16 July 2015


15th Week OT (Thur): Ex 3.13-20; Matt 11.28-30
Fr. Philip Neri Powell, OP
St Dominic Church, NOLA

God reveals Himself to Moses on Mt Horeb as “ipsum esse subsistens.”* Who God Is and That God Is are identical. As Being Himself there is no difference between God's essence (who) and His existence (that). No difference, no distinction. Using the first person imperfect of the Hebrew verb “to be,” God unveils the mystery of His abiding presence to Moses as: I AM Who Is. At this revelation we are stunned into reverent silence. It is unlikely that any limited creature will truly grasp the full measure of this unveiled mystery. So, we must ask: who among us, when pressed with disaster, cries out: “Being Itself! Help me!”? Who among us, when possessed by joy, sings: “Ipsum Esse Subsistens, I give you thanks!”? None of us gets out of bed on Sunday morning to offer praise and thanksgiving to Essential Existence. No Christian soul searches for love in I AM WHO AM. Our faith and hope excel in a God Who has always, is now, and will always be our Father, our brother, and our very life here on earth and in heaven to come. 
Along with preaching his Good News, Jesus spends a great deal of time warning anyone who will listen that the Way back to the Father is an adventure worthy of heroes. There will be great deeds performed by those of us who follow him: moments of triumph over evil; terrible injustices rectified; diseases and infirmities cured; demonic spirits expelled.

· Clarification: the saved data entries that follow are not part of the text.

//! Function tables the embedder implements
//!
//! The library calls these slots on its own threads. Object arguments are
//! borrowed for the duration of the call; the callee takes its own reference
//! if it keeps one.

use crate::impl_cef_base;
use crate::objects::*;
use crate::types::*;
use std::os::raw::c_int;

#[repr(C)]
pub struct cef_load_handler_t {
    pub base: cef_base_ref_counted_t,
    pub on_loading_state_change: unsafe extern "C" fn(
        self_: *mut cef_load_handler_t,
        browser: *mut cef_browser_t,
        is_loading: c_int,
        can_go_back: c_int,
        can_go_forward: c_int,
    ),
    pub on_load_start: unsafe extern "C" fn(
        self_: *mut cef_load_handler_t,
        browser: *mut cef_browser_t,
        frame: *mut cef_frame_t,
    ),
    pub on_load_end: unsafe extern "C" fn(
        self_: *mut cef_load_handler_t,
        browser: *mut cef_browser_t,
        frame: *mut cef_frame_t,
        http_status_code: c_int,
    ),
    pub on_load_error: unsafe extern "C" fn(
        self_: *mut cef_load_handler_t,
        browser: *mut cef_browser_t,
        frame: *mut cef_frame_t,
        error_code: cef_errorcode_t,
        error_text: *const cef_string_t,
        failed_url: *const cef_string_t,
    ),
}

#[repr(C)]
pub struct cef_request_handler_t {
    pub base: cef_base_ref_counted_t,
    /// Return 1 to cancel the navigation
    pub on_before_browse: unsafe extern "C" fn(
        self_: *mut cef_request_handler_t,
        browser: *mut cef_browser_t,
        frame: *mut cef_frame_t,
        request: *mut cef_request_t,
        is_redirect: c_int,
    ) -> c_int,
    /// Return 1 to cancel the navigation
    pub on_open_urlfrom_tab: unsafe extern "C" fn(
        self_: *mut cef_request_handler_t,
        browser: *mut cef_browser_t,
        frame: *mut cef_frame_t,
        target_url: *const cef_string_t,
        target_disposition: cef_window_open_disposition_t,
        user_gesture: c_int,
    ) -> c_int,
    pub on_before_resource_load: unsafe extern "C" fn(
        self_: *mut cef_request_handler_t,
        browser: *mut cef_browser_t,
        frame: *mut cef_frame_t,
        request: *mut cef_request_t,
        callback: *mut cef_request_callback_t,
    ) -> cef_return_value_t,
    /// Returns a new reference or null for default handling
    pub get_resource_handler: unsafe extern "C" fn(
        self_: *mut cef_request_handler_t,
        browser: *mut cef_browser_t,
        frame: *mut cef_frame_t,
        request: *mut cef_request_t,
    ) -> *mut cef_resource_handler_t,
    /// `new_url` may be overwritten in place
    pub on_resource_redirect: unsafe extern "C" fn(
        self_: *mut cef_request_handler_t,
        browser: *mut cef_browser_t,
        frame: *mut cef_frame_t,
        request: *mut cef_request_t,
        new_url: *mut cef_string_t,
    ),
    /// Return 1 to restart the request
    pub on_resource_response: unsafe extern "C" fn(
        self_: *mut cef_request_handler_t,
        browser: *mut cef_browser_t,
        frame: *mut cef_frame_t,
        request: *mut cef_request_t,
        response: *mut cef_response_t,
    ) -> c_int,
    /// Return 1 to continue asynchronously through `callback`
    pub get_auth_credentials: unsafe extern "C" fn(
        self_: *mut cef_request_handler_t,
        browser: *mut cef_browser_t,
        frame: *mut cef_frame_t,
        is_proxy: c_int,
        host: *const cef_string_t,
        port: c_int,
        realm: *const cef_string_t,
        scheme: *const cef_string_t,
        callback: *mut cef_auth_callback_t,
    ) -> c_int,
    pub on_quota_request: unsafe extern "C" fn(
        self_: *mut cef_request_handler_t,
        browser: *mut cef_browser_t,
        origin_url: *const cef_string_t,
        new_size: i64,
        callback: *mut cef_request_callback_t,
    ) -> c_int,
    /// `allow_os_execution` may be overwritten in place
    pub on_protocol_execution: unsafe extern "C" fn(
        self_: *mut cef_request_handler_t,
        browser: *mut cef_browser_t,
        url: *const cef_string_t,
        allow_os_execution: *mut c_int,
    ),
    pub on_certificate_error: unsafe extern "C" fn(
        self_: *mut cef_request_handler_t,
        browser: *mut cef_browser_t,
        cert_error: cef_errorcode_t,
        request_url: *const cef_string_t,
        ssl_info: *mut cef_sslinfo_t,
        callback: *mut cef_request_callback_t,
    ) -> c_int,
    /// `url` and `policy_url` may be null
    pub on_before_plugin_load: unsafe extern "C" fn(
        self_: *mut cef_request_handler_t,
        browser: *mut cef_browser_t,
        url: *const cef_string_t,
        policy_url: *const cef_string_t,
        info: *mut cef_web_plugin_info_t,
    ) -> c_int,
    pub on_plugin_crashed: unsafe extern "C" fn(
        self_: *mut cef_request_handler_t,
        browser: *mut cef_browser_t,
        plugin_path: *const cef_string_t,
    ),
    pub on_render_view_ready:
        unsafe extern "C" fn(self_: *mut cef_request_handler_t, browser: *mut cef_browser_t),
    pub on_render_process_terminated: unsafe extern "C" fn(
        self_: *mut cef_request_handler_t,
        browser: *mut cef_browser_t,
        status: cef_termination_status_t,
    ),
}

#[repr(C)]
pub struct cef_print_handler_t {
    pub base: cef_base_ref_counted_t,
    pub on_print_settings: unsafe extern "C" fn(
        self_: *mut cef_print_handler_t,
        settings: *mut cef_print_settings_t,
        get_defaults: c_int,
    ),
    /// Return 1 when the dialog will be shown and `callback` executed later
    pub on_print_dialog: unsafe extern "C" fn(
        self_: *mut cef_print_handler_t,
        has_selection: c_int,
        callback: *mut cef_print_dialog_callback_t,
    ) -> c_int,
    /// Return 1 when the job will be handled and `callback` executed later
    pub on_print_job: unsafe extern "C" fn(
        self_: *mut cef_print_handler_t,
        document_name: *const cef_string_t,
        pdf_file_path: *const cef_string_t,
        callback: *mut cef_print_job_callback_t,
    ) -> c_int,
    pub on_print_reset: unsafe extern "C" fn(self_: *mut cef_print_handler_t),
}

#[repr(C)]
pub struct cef_client_t {
    pub base: cef_base_ref_counted_t,
    /// Returns a new reference or null
    pub get_load_handler: unsafe extern "C" fn(self_: *mut cef_client_t) -> *mut cef_load_handler_t,
    /// Returns a new reference or null
    pub get_request_handler:
        unsafe extern "C" fn(self_: *mut cef_client_t) -> *mut cef_request_handler_t,
}

impl_cef_base!(
    cef_load_handler_t,
    cef_request_handler_t,
    cef_print_handler_t,
    cef_client_t,
);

We will also suffer harrowing tests: religious and political persecution; exile and torture; and even death for the sake of his name. To join this salvation epic all we must do is abandon family and friends; shrug off wealth and prestige; go out into the desert of selfless service; and follow behind him, bearing our crosses to a sacrificial end. He promises us suffering, and our deaths are guaranteed. How strange is it then that we hear Jesus say this morning, “...my yoke is easy, and my burden light”? What's so easy and light about torture and death?! Wealth and security sound much easier and a whole lot lighter! For that matter, I am not particularly soothed by the prospect of being water-boarded defending the honor of Essential Existence.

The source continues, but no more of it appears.